INSTRUCTIONS TO FOLLOW
Go through the data and copy each line where the string "DateTime" appears.

PROVIDED RECORDS Start Marker

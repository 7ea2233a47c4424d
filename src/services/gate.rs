//! Availability gate: decides whether an issue or a reservation may proceed.
//!
//! Mutating paths call the `evaluate_*` functions under the item lock with the
//! item they are about to change. `AvailabilityGate` exposes the same checks
//! read-only for display, against whatever snapshot the store returns.

use serde::{Deserialize, Serialize};
use std::sync::Arc;
use utoipa::ToSchema;
use uuid::Uuid;

use crate::{
    error::{AppError, AppResult, ErrorCode},
    models::CatalogItem,
};

use super::EngineContext;

#[derive(Debug, Clone, Copy, PartialEq, Eq, Serialize, Deserialize, ToSchema)]
#[serde(rename_all = "SCREAMING_SNAKE_CASE")]
pub enum GateReason {
    Ok,
    NoCopiesAvailable,
    ItemInactive,
    DuplicateLoan,
    DuplicateReservation,
    LoanLimitExceeded,
    HasOverdueLoan,
    /// Reservation refused because a copy can be borrowed right away
    CopiesAvailable,
}

impl GateReason {
    pub fn error_code(self) -> ErrorCode {
        match self {
            GateReason::Ok => ErrorCode::Success,
            GateReason::NoCopiesAvailable => ErrorCode::NoCopiesAvailable,
            GateReason::ItemInactive => ErrorCode::ItemInactive,
            GateReason::DuplicateLoan => ErrorCode::DuplicateLoan,
            GateReason::DuplicateReservation => ErrorCode::DuplicateReservation,
            GateReason::LoanLimitExceeded => ErrorCode::LoanLimitExceeded,
            GateReason::HasOverdueLoan => ErrorCode::HasOverdueLoan,
            GateReason::CopiesAvailable => ErrorCode::CopiesAvailable,
        }
    }

    /// Patron-side refusals, as opposed to item-side conflicts
    pub fn is_policy(self) -> bool {
        matches!(self, GateReason::LoanLimitExceeded | GateReason::HasOverdueLoan)
    }
}

#[derive(Debug, Clone, Copy, PartialEq, Eq, Serialize, Deserialize, ToSchema)]
pub struct GateDecision {
    pub allowed: bool,
    pub reason: GateReason,
}

impl GateDecision {
    pub fn allow() -> Self {
        Self {
            allowed: true,
            reason: GateReason::Ok,
        }
    }

    pub fn deny(reason: GateReason) -> Self {
        Self {
            allowed: false,
            reason,
        }
    }

    /// Turn a refusal into the matching typed error
    pub fn into_result(self, item_id: Uuid, patron_id: Uuid) -> AppResult<()> {
        if self.allowed {
            return Ok(());
        }
        let code = self.reason.error_code();
        let message = match self.reason {
            GateReason::NoCopiesAvailable => format!("No copies of item {} are available", item_id),
            GateReason::ItemInactive => format!("Item {} is not lendable", item_id),
            GateReason::DuplicateLoan => {
                format!("Patron {} already has item {} on loan", patron_id, item_id)
            }
            GateReason::DuplicateReservation => {
                format!("Patron {} already holds a reservation on item {}", patron_id, item_id)
            }
            GateReason::LoanLimitExceeded => format!("Patron {} reached the loan limit", patron_id),
            GateReason::HasOverdueLoan => format!("Patron {} has an overdue loan", patron_id),
            GateReason::CopiesAvailable => {
                format!("Item {} has copies on the shelf, borrow it instead", item_id)
            }
            GateReason::Ok => String::new(),
        };

        if self.reason.is_policy() {
            Err(AppError::PolicyViolation(code, message))
        } else {
            Err(AppError::Conflict(code, message))
        }
    }
}

/// Patron eligibility part of the gate
pub(crate) async fn evaluate_patron(ctx: &EngineContext, patron_id: Uuid) -> AppResult<GateDecision> {
    let eligibility = ctx.patrons.get_eligibility(patron_id).await?;
    if ctx.policy.block_on_overdue && eligibility.has_overdue_loan {
        return Ok(GateDecision::deny(GateReason::HasOverdueLoan));
    }
    if eligibility.at_loan_limit() {
        return Ok(GateDecision::deny(GateReason::LoanLimitExceeded));
    }
    Ok(GateDecision::allow())
}

pub(crate) async fn evaluate_issue(
    ctx: &EngineContext,
    item: &CatalogItem,
    patron_id: Uuid,
) -> AppResult<GateDecision> {
    if !item.is_lendable() {
        return Ok(GateDecision::deny(GateReason::ItemInactive));
    }
    if ctx.store.open_record_for(item.id, patron_id).await?.is_some() {
        return Ok(GateDecision::deny(GateReason::DuplicateLoan));
    }
    if item.available_copies <= 0 {
        return Ok(GateDecision::deny(GateReason::NoCopiesAvailable));
    }
    evaluate_patron(ctx, patron_id).await
}

pub(crate) async fn evaluate_reserve(
    ctx: &EngineContext,
    item: &CatalogItem,
    patron_id: Uuid,
) -> AppResult<GateDecision> {
    if !item.is_lendable() {
        return Ok(GateDecision::deny(GateReason::ItemInactive));
    }
    if ctx.store.open_record_for(item.id, patron_id).await?.is_some() {
        return Ok(GateDecision::deny(GateReason::DuplicateLoan));
    }
    if ctx.store.active_reservation_for(item.id, patron_id).await?.is_some() {
        return Ok(GateDecision::deny(GateReason::DuplicateReservation));
    }
    if ctx.policy.reserve_requires_unavailable && item.available_copies > 0 {
        return Ok(GateDecision::deny(GateReason::CopiesAvailable));
    }
    evaluate_patron(ctx, patron_id).await
}

/// Read-only access to the gate
#[derive(Clone)]
pub struct AvailabilityGate {
    ctx: Arc<EngineContext>,
}

impl AvailabilityGate {
    pub fn new(ctx: Arc<EngineContext>) -> Self {
        Self { ctx }
    }

    /// Could `patron_id` borrow `item_id` now?
    pub async fn check_issue(&self, item_id: Uuid, patron_id: Uuid) -> AppResult<GateDecision> {
        let item = self.ctx.live_item(item_id).await?;
        evaluate_issue(&self.ctx, &item, patron_id).await
    }

    /// Could `patron_id` reserve `item_id` now?
    pub async fn check_reserve(&self, item_id: Uuid, patron_id: Uuid) -> AppResult<GateDecision> {
        let item = self.ctx.live_item(item_id).await?;
        evaluate_reserve(&self.ctx, &item, patron_id).await
    }
}
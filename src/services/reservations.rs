//! Reservation queue: holds, fulfillment and expiry

use chrono::{DateTime, Utc};
use std::sync::Arc;
use uuid::Uuid;

use crate::{
    error::{AppError, AppResult},
    models::{
        check_period, reservation::queue_order, CatalogItem, CirculationRecord, CopyTransaction,
        Fulfillment, HoldReadyNotice, Reservation, SweepReport,
    },
    repository::ChangeSet,
};

use super::{gate, notifications, registry, EngineContext};

/// Hand copies on `item` to waiting patrons, up to `limit` of them.
///
/// Stale holds met on the way are expired, patrons the gate refuses keep their
/// place. Staged writes land in `changes`; the caller stages the item and commits.
pub(crate) async fn plan_fulfillments(
    ctx: &EngineContext,
    item: &mut CatalogItem,
    now: DateTime<Utc>,
    changes: &mut ChangeSet,
    limit: usize,
) -> AppResult<Vec<Fulfillment>> {
    let mut queue = ctx.store.active_reservations_by_item(item.id).await?;
    queue.sort_by(queue_order);

    let mut fulfilled = Vec::new();
    for mut reservation in queue {
        if fulfilled.len() >= limit || item.available_copies <= 0 {
            break;
        }

        if reservation.is_expired_at(now) {
            reservation.expire();
            changes.update_reservation(&reservation);
            tracing::info!(reservation_id = %reservation.id, "Expired stale hold while serving the queue");
            continue;
        }

        if ctx
            .store
            .open_record_for(item.id, reservation.patron_id)
            .await?
            .is_some()
        {
            continue;
        }

        let decision = gate::evaluate_patron(ctx, reservation.patron_id).await?;
        if !decision.allowed {
            tracing::info!(
                reservation_id = %reservation.id,
                patron_id = %reservation.patron_id,
                "Skipping hold: {:?}",
                decision.reason
            );
            continue;
        }

        registry::apply_transfer(item, CopyTransaction::Issue.transfer())?;
        let loan = CirculationRecord::issue(
            item.id,
            reservation.patron_id,
            now,
            ctx.policy.loan_period_days,
        )?;
        reservation.complete(now, Some(loan.id));
        changes.insert_record(&loan);
        changes.update_reservation(&reservation);

        tracing::info!(
            reservation_id = %reservation.id,
            loan_id = %loan.id,
            "Hold fulfilled"
        );
        fulfilled.push(Fulfillment { reservation, loan });
    }

    Ok(fulfilled)
}

/// Notify patrons whose holds were just committed as loans
pub(crate) fn announce(ctx: &EngineContext, fulfilled: &[Fulfillment]) {
    for fulfillment in fulfilled {
        notifications::dispatch(&ctx.notifier, HoldReadyNotice::from(fulfillment));
    }
}

#[derive(Clone)]
pub struct ReservationQueue {
    ctx: Arc<EngineContext>,
}

impl ReservationQueue {
    pub fn new(ctx: Arc<EngineContext>) -> Self {
        Self { ctx }
    }

    /// Place a hold on an item with no copy on the shelf
    pub async fn reserve(
        &self,
        item_id: Uuid,
        patron_id: Uuid,
        hold_period_days: i64,
    ) -> AppResult<Reservation> {
        check_period("hold_period_days", hold_period_days)?;

        self.ctx
            .retry_on_conflict(move || self.try_reserve(item_id, patron_id, hold_period_days))
            .await
    }

    pub async fn cancel(&self, reservation_id: Uuid) -> AppResult<Reservation> {
        self.ctx
            .retry_on_conflict(move || self.try_cancel(reservation_id))
            .await
    }

    /// Serve the head of the queue with an available copy, if anyone qualifies
    pub async fn fulfill_next(&self, item_id: Uuid) -> AppResult<Option<Fulfillment>> {
        let fulfillment = self
            .ctx
            .retry_on_conflict(move || self.try_fulfill_next(item_id))
            .await?;

        if let Some(fulfillment) = &fulfillment {
            announce(&self.ctx, std::slice::from_ref(fulfillment));
        }
        Ok(fulfillment)
    }

    /// Expire every ACTIVE hold past its expiry date, item by item
    pub async fn sweep_expired(&self) -> AppResult<SweepReport> {
        let now = self.ctx.clock.now();
        let candidates = self.ctx.store.expired_reservations(now).await?;

        let mut item_ids: Vec<Uuid> = Vec::new();
        for reservation in &candidates {
            if !item_ids.contains(&reservation.item_id) {
                item_ids.push(reservation.item_id);
            }
        }

        let mut report = SweepReport::default();
        for item_id in item_ids {
            match self
                .ctx
                .retry_on_conflict(move || self.try_sweep_item(item_id, now))
                .await
            {
                Ok(mut expired) => report.expired.append(&mut expired),
                Err(e) => {
                    tracing::warn!(item_id = %item_id, "Hold sweep failed: {}", e);
                    report.failed_items.push(item_id);
                }
            }
        }

        if !report.expired.is_empty() || !report.failed_items.is_empty() {
            tracing::info!(
                "Hold sweep expired {} reservation(s), {} item(s) failed",
                report.expired.len(),
                report.failed_items.len()
            );
        }
        Ok(report)
    }

    /// ACTIVE holds of an item in serving order
    pub async fn queue_for_item(&self, item_id: Uuid) -> AppResult<Vec<Reservation>> {
        self.ctx.store.get_item(item_id).await?;
        let mut queue = self.ctx.store.active_reservations_by_item(item_id).await?;
        queue.sort_by(queue_order);
        Ok(queue)
    }

    pub async fn patron_reservations(&self, patron_id: Uuid) -> AppResult<Vec<Reservation>> {
        self.ctx.store.reservations_by_patron(patron_id).await
    }

    pub async fn get_reservation(&self, reservation_id: Uuid) -> AppResult<Reservation> {
        self.ctx.store.get_reservation(reservation_id).await
    }

    /// Drop lock entries nobody holds
    pub fn prune_locks(&self) {
        self.ctx.locks.prune();
    }

    async fn try_reserve(
        &self,
        item_id: Uuid,
        patron_id: Uuid,
        hold_period_days: i64,
    ) -> AppResult<Reservation> {
        let _guard = self.ctx.locks.acquire(item_id).await;
        let mut item = self.ctx.live_item(item_id).await?;

        gate::evaluate_reserve(&self.ctx, &item, patron_id)
            .await?
            .into_result(item_id, patron_id)?;

        let priority = self
            .ctx
            .store
            .active_reservations_by_item(item_id)
            .await?
            .iter()
            .map(|r| r.priority)
            .max()
            .unwrap_or(0)
            + 1;

        let now = self.ctx.clock.now();
        let reservation = Reservation::new(item_id, patron_id, now, hold_period_days, priority)?;
        let mut changes = ChangeSet::default();
        changes.insert_reservation(&reservation);
        changes.update_item(&mut item, now);
        self.ctx.store.commit(changes).await?;

        tracing::info!(
            reservation_id = %reservation.id,
            item_id = %item_id,
            patron_id = %patron_id,
            "Reservation placed at priority {}",
            priority
        );
        Ok(reservation)
    }

    async fn try_cancel(&self, reservation_id: Uuid) -> AppResult<Reservation> {
        let item_id = self.ctx.store.get_reservation(reservation_id).await?.item_id;
        let _guard = self.ctx.locks.acquire(item_id).await;

        let mut reservation = self.ctx.store.get_reservation(reservation_id).await?;
        if !reservation.is_active() {
            return Err(AppError::InvalidTransition(format!(
                "Reservation {} is {} and cannot be cancelled",
                reservation_id, reservation.status
            )));
        }

        let now = self.ctx.clock.now();
        let mut item = self.ctx.store.get_item(item_id).await?;
        let mut changes = ChangeSet::default();
        reservation.cancel();
        changes.update_reservation(&reservation);
        changes.update_item(&mut item, now);
        self.ctx.store.commit(changes).await?;

        tracing::info!(reservation_id = %reservation_id, "Reservation cancelled");
        Ok(reservation)
    }

    async fn try_fulfill_next(&self, item_id: Uuid) -> AppResult<Option<Fulfillment>> {
        let _guard = self.ctx.locks.acquire(item_id).await;
        let mut item = self.ctx.live_item(item_id).await?;
        if !item.is_lendable() || item.available_copies <= 0 {
            return Ok(None);
        }

        let now = self.ctx.clock.now();
        let mut changes = ChangeSet::default();
        let fulfillment = plan_fulfillments(&self.ctx, &mut item, now, &mut changes, 1)
            .await?
            .pop();

        if !changes.is_empty() {
            changes.update_item(&mut item, now);
            self.ctx.store.commit(changes).await?;
        }
        Ok(fulfillment)
    }

    async fn try_sweep_item(&self, item_id: Uuid, now: DateTime<Utc>) -> AppResult<Vec<Reservation>> {
        let _guard = self.ctx.locks.acquire(item_id).await;

        // Re-read under the lock: the hold may have been served or cancelled meanwhile
        let mut expired: Vec<Reservation> = self
            .ctx
            .store
            .active_reservations_by_item(item_id)
            .await?
            .into_iter()
            .filter(|r| r.is_expired_at(now))
            .collect();
        if expired.is_empty() {
            return Ok(expired);
        }

        let mut item = self.ctx.store.get_item(item_id).await?;
        let mut changes = ChangeSet::default();
        for reservation in &mut expired {
            reservation.expire();
            changes.update_reservation(reservation);
        }
        changes.update_item(&mut item, now);
        self.ctx.store.commit(changes).await?;

        Ok(expired)
    }
}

PROVIDED RECORDS End Marker

TASK RESULT
use chrono::{DateTime, Utc};
    now: DateTime<Utc>,
    async fn try_sweep_item(&self, item_id: Uuid, now: DateTime<Utc>) -> AppResult<Vec<Reservation>> {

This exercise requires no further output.